Question

determine whether the series converges or diverges ((-1)^n)/n ln(1 + 1/n)

Answer 1

\[\frac{ (-1)^n }{ n }\ln(1+\frac{ 1 }{ n })\]

Answer 2

to get peoples attention you can use @ then type their username or type one letter and some usernames that are online pop up that will notfiy them

Answer 3

\[\sum_{n=1}^{\infty}\frac{(-1)^n}{n}\ln\left(1+\frac{1}{n}\right)\]
Have you tried the alternating series test?

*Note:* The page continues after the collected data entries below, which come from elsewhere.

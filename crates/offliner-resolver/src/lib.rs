//! Media Resolver (spec §4.3): URL classification, cross-platform
//! translation, playlist expansion, and the fuzzy-match gate that backs it.

mod cache;
mod fuzzy;
mod platform_b_client;
mod resolver;
mod search_text;
mod youtube_client;

pub use platform_b_client::{PlatformBClient, PlatformBError, TrackMeta};
pub use resolver::MediaResolver;
pub use search_text::clean_title_for_search;
pub use youtube_client::{FlatEntry, YoutubeClientError, YoutubeToolClient};
//! Environment-driven configuration (spec §6 "Environment variables
//! recognized by the core").
//!
//! Read once at process startup (supervisor, worker, and HTTP edge binaries
//! each call [`Config::from_env`]) into a plain struct, rather than reaching
//! for `std::env::var` scattered through call sites.

use std::env;

use crate::domain::QuotaReason;

fn env_u32(key: &str, default: u32) -> u32 {
    env::var(key)
        .ok()
        .and_then(|v| v.parse().ok())
        .unwrap_or(default)
}

/// Quota windows and limits (spec §4.6 "Windows & limits"), overridable via
/// environment variables.
#[derive(Clone, Copy, Debug, PartialEq, Eq)]
pub struct QuotaLimits {
    pub downloads_per_hour: u32,
    pub downloads_per_day: u32,
    pub duration_minutes_per_hour: u32,
    pub duration_minutes_per_day: u32,
    pub max_content_duration_minutes: u32,
    pub max_playlist_items: u32,
}

impl Default for QuotaLimits {
    fn default() -> Self {
        Self {
            downloads_per_hour: 10,
            downloads_per_day: 50,
            duration_minutes_per_hour: 120,
            duration_minutes_per_day: 600,
            max_content_duration_minutes: 60,
            max_playlist_items: 100,
        }
    }
}

impl QuotaLimits {
    #[must_use]
    pub fn from_env() -> Self {
        let default = Self::default();
        Self {
            downloads_per_hour: env_u32("MAX_DOWNLOADS_PER_HOUR", default.downloads_per_hour),
            downloads_per_day: env_u32("MAX_DOWNLOADS_PER_DAY", default.downloads_per_day),
            duration_minutes_per_hour: env_u32(
                "MAX_DURATION_PER_HOUR",
                default.duration_minutes_per_hour,
            ),
            duration_minutes_per_day: env_u32(
                "MAX_DURATION_PER_DAY",
                default.duration_minutes_per_day,
            ),
            max_content_duration_minutes: env_u32(
                "MAX_CONTENT_DURATION",
                default.max_content_duration_minutes,
            ),
            max_playlist_items: env_u32("MAX_PLAYLIST_ITEMS", default.max_playlist_items),
        }
    }

    /// Returns the first quota-limit violation for a single-item check
    /// (spec §4.6 step 1), independent of any sliding-window state.
    ///
    /// Spec §4.6: "Ties (equal to cap) are violations" — a value exactly
    /// at the cap is rejected, not just values above it.
    #[must_use]
    pub fn check_item_duration(&self, duration_minutes: f64) -> Option<QuotaReason> {
        (duration_minutes >= f64::from(self.max_content_duration_minutes))
            .then_some(QuotaReason::ContentDurationExceeded)
    }

    /// Returns whether a playlist's item count exceeds the configured cap
    /// (spec §8 boundary: exactly the cap is accepted, one more is rejected).
    #[must_use]
    pub fn playlist_exceeds_cap(&self, item_count: usize) -> bool {
        item_count as u64 > u64::from(self.max_playlist_items)
    }
}

/// Credentials for the platform-B (Spotify-like) metadata API.
#[derive(Clone, Debug, Default)]
pub struct PlatformBCredentials {
    pub client_id: Option<String>,
    pub client_secret: Option<String>,
}

impl PlatformBCredentials {
    #[must_use]
    pub fn from_env() -> Self {
        Self {
            client_id: env::var("PLATFORM_B_CLIENT_ID").ok(),
            client_secret: env::var("PLATFORM_B_CLIENT_SECRET").ok(),
        }
    }

    #[must_use]
    pub const fn is_configured(&self) -> bool {
        self.client_id.is_some() && self.client_secret.is_some()
    }
}

/// Top-level process configuration, assembled once at startup.
#[derive(Clone, Debug)]
pub struct Config {
    /// Broker/progress-store connection string (spec §6 `REDIS_URL`).
    pub redis_url: String,
    pub quota: QuotaLimits,
    pub platform_b: PlatformBCredentials,
}

impl Config {
    /// Load configuration from the environment, loading a local `.env`
    /// first if present (matching the teacher's CLI crate, which depends
    /// on `dotenvy` for exactly this).
    #[must_use]
    pub fn from_env() -> Self {
        let _ = dotenvy::dotenv();
        Self {
            redis_url: env::var("REDIS_URL")
                .unwrap_or_else(|_| "redis://127.0.0.1:6379/0".to_string()),
            quota: QuotaLimits::from_env(),
            platform_b: PlatformBCredentials::from_env(),
        }
    }
}

#[cfg(test)]
mod tests {
    use super::*;

    #[test]
    fn quota_limits_default_matches_spec() {
        let limits = QuotaLimits::default();
        assert_eq!(limits.downloads_per_hour, 10);
        assert_eq!(limits.downloads_per_day, 50);
        assert_eq!(limits.duration_minutes_per_hour, 120);
        assert_eq!(limits.duration_minutes_per_day, 600);
        assert_eq!(limits.max_content_duration_minutes, 60);
        assert_eq!(limits.max_playlist_items, 100);
    }

    #[test]
    fn playlist_boundary_is_inclusive_of_cap() {
        let limits = QuotaLimits::default();
        assert!(!limits.playlist_exceeds_cap(100));
        assert!(limits.playlist_exceeds_cap(101));
    }

    #[test]
    fn item_duration_tie_at_cap_is_a_violation() {
        let limits = QuotaLimits::default();
        assert!(limits.check_item_duration(60.0).is_some());
        assert!(limits.check_item_duration(59.9).is_none());
    }
}
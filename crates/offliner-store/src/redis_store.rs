//! Redis implementation of `ProgressStorePort`.
//!
//! Keys are namespaced `progress:{request_id}` (spec §4.1). Values are the
//! JSON-serialized `ProgressRecord`. Updates are coarse-grained
//! get/mutate/set round-trips rather than per-field Redis writes — spec
//! §4.1 explicitly accepts last-writer-wins races here because only one
//! worker ever writes for a given id, and `KEEPTTL` preserves the
//! remaining lease on every write.

use async_trait::async_trait;
use redis::AsyncCommands;
use redis::aio::ConnectionManager;

use offliner_core::{CoreError, ProgressRecord, RequestId};
use offliner_core::ports::ProgressStorePort;

use crate::PROGRESS_TTL_SECS;

fn to_core_err(e: redis::RedisError) -> CoreError {
    CoreError::StoreUnavailable {
        message: e.to_string(),
    }
}

/// A `ProgressStorePort` backed by a Redis connection (spec §6 `REDIS_URL`).
#[derive(Clone)]
pub struct RedisProgressStore {
    conn: ConnectionManager,
}

impl RedisProgressStore {
    /// Connect to `redis_url`, reconnecting automatically on transient
    /// failures (the `ConnectionManager`'s job).
    pub async fn connect(redis_url: &str) -> Result<Self, CoreError> {
        let client = redis::Client::open(redis_url).map_err(to_core_err)?;
        let conn = client.get_connection_manager().await.map_err(to_core_err)?;
        Ok(Self { conn })
    }

    async fn get_raw(&self, id: RequestId) -> Result<Option<ProgressRecord>, CoreError> {
        let mut conn = self.conn.clone();
        let raw: Option<String> = conn.get(id.store_key()).await.map_err(to_core_err)?;
        Ok(raw.and_then(|s| serde_json::from_str(&s).ok()))
    }

    async fn set_raw(&self, id: RequestId, record: &ProgressRecord, keep_ttl: bool) -> Result<(), CoreError> {
        let mut conn = self.conn.clone();
        let json = serde_json::to_string(record).map_err(|e| CoreError::StoreUnavailable {
            message: e.to_string(),
        })?;
        if keep_ttl {
            redis::cmd("SET")
                .arg(id.store_key())
                .arg(json)
                .arg("KEEPTTL")
                .query_async::<()>(&mut conn)
                .await
                .map_err(to_core_err)?;
        } else {
            conn.set_ex::<_, _, ()>(id.store_key(), json, PROGRESS_TTL_SECS)
                .await
                .map_err(to_core_err)?;
        }
        Ok(())
    }
}

#[async_trait]
impl ProgressStorePort for RedisProgressStore {
    async fn create(
        &self,
        id: RequestId,
        total_items: u32,
        temp_dir: &str,
    ) -> Result<(), CoreError> {
        let mut conn = self.conn.clone();
        let record = ProgressRecord::new(total_items, temp_dir);
        let json = serde_json::to_string(&record).map_err(|e| CoreError::StoreUnavailable {
            message: e.to_string(),
        })?;
        let created: bool = redis::cmd("SET")
            .arg(id.store_key())
            .arg(json)
            .arg("NX")
            .arg("EX")
            .arg(PROGRESS_TTL_SECS)
            .query_async::<Option<String>>(&mut conn)
            .await
            .map(|r| r.is_some())
            .map_err(to_core_err)?;
        if !created {
            return Err(CoreError::InputInvalid {
                message: format!("progress record already exists for {id}"),
            });
        }
        Ok(())
    }

    async fn update(
        &self,
        id: RequestId,
        mutate: &mut (dyn FnMut(&mut ProgressRecord) + Send),
    ) -> Result<(), CoreError> {
        let Some(mut record) = self.get_raw(id).await? else {
            return Ok(());
        };
        mutate(&mut record);
        self.set_raw(id, &record, true).await
    }

    async fn get(&self, id: RequestId) -> ProgressRecord {
        self.get_raw(id)
            .await
            .ok()
            .flatten()
            .unwrap_or_else(ProgressRecord::not_found)
    }

    async fn request_cancel(&self, id: RequestId) -> Result<(), CoreError> {
        self.update(id, &mut |r| r.cancel_requested = true).await
    }

    async fn is_cancelled(&self, id: RequestId) -> Result<bool, CoreError> {
        Ok(self.get_raw(id).await?.is_some_and(|r| r.cancel_requested))
    }

    async fn remove(&self, id: RequestId) -> Result<(), CoreError> {
        let mut conn = self.conn.clone();
        conn.del::<_, ()>(id.store_key()).await.map_err(to_core_err)
    }
}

Show that the sequence is monotonically decreasing and \[\lim_{n\to\infty}\frac{1}{n}\ln\left(1+\frac{1}{n}\right)=0\]

Answer 4

i got that it converges. Finding if it monotonically decreases is what's giving me the most problems. i know that bn>b n+1. i can't seem to find the value of n at which the whole thing is decreasing

Answer 5

Do you have to explicitly show the value for which it starts decreasing?

Answer 6

yep

Answer 7

Have you tried the derivative test? You find the critical point of the function
\[f(x)=\frac{1}{x}\ln\left(1+\frac{1}{x}\right)\]

Answer 8

it's just the first derivative right?

Answer 9

Yes

Answer 10

yeah, it got complicated

Answer 11

\[\begin{align*}f'(x)&=-\frac{1}{x^2}\ln\left(1+\frac{1}{x}\right)+\frac{1}{x}\left(\frac{-\frac{1}{x^2}}{1+\frac{1}{x}}\right)\\
&=-\frac{1}{x^2}\ln\left(1+\frac{1}{x}\right)-\frac{1}{x^2(x+1)}\\
&=-\frac{1}{x^2}\left(\ln\left(1+\frac{1}{x}\right)+\frac{1}{x+1}\right)
\end{align*}\]
Does that help? Set it equal to 0 and solve for x.

Answer 12

i was afraid it'd look like that. but thanks!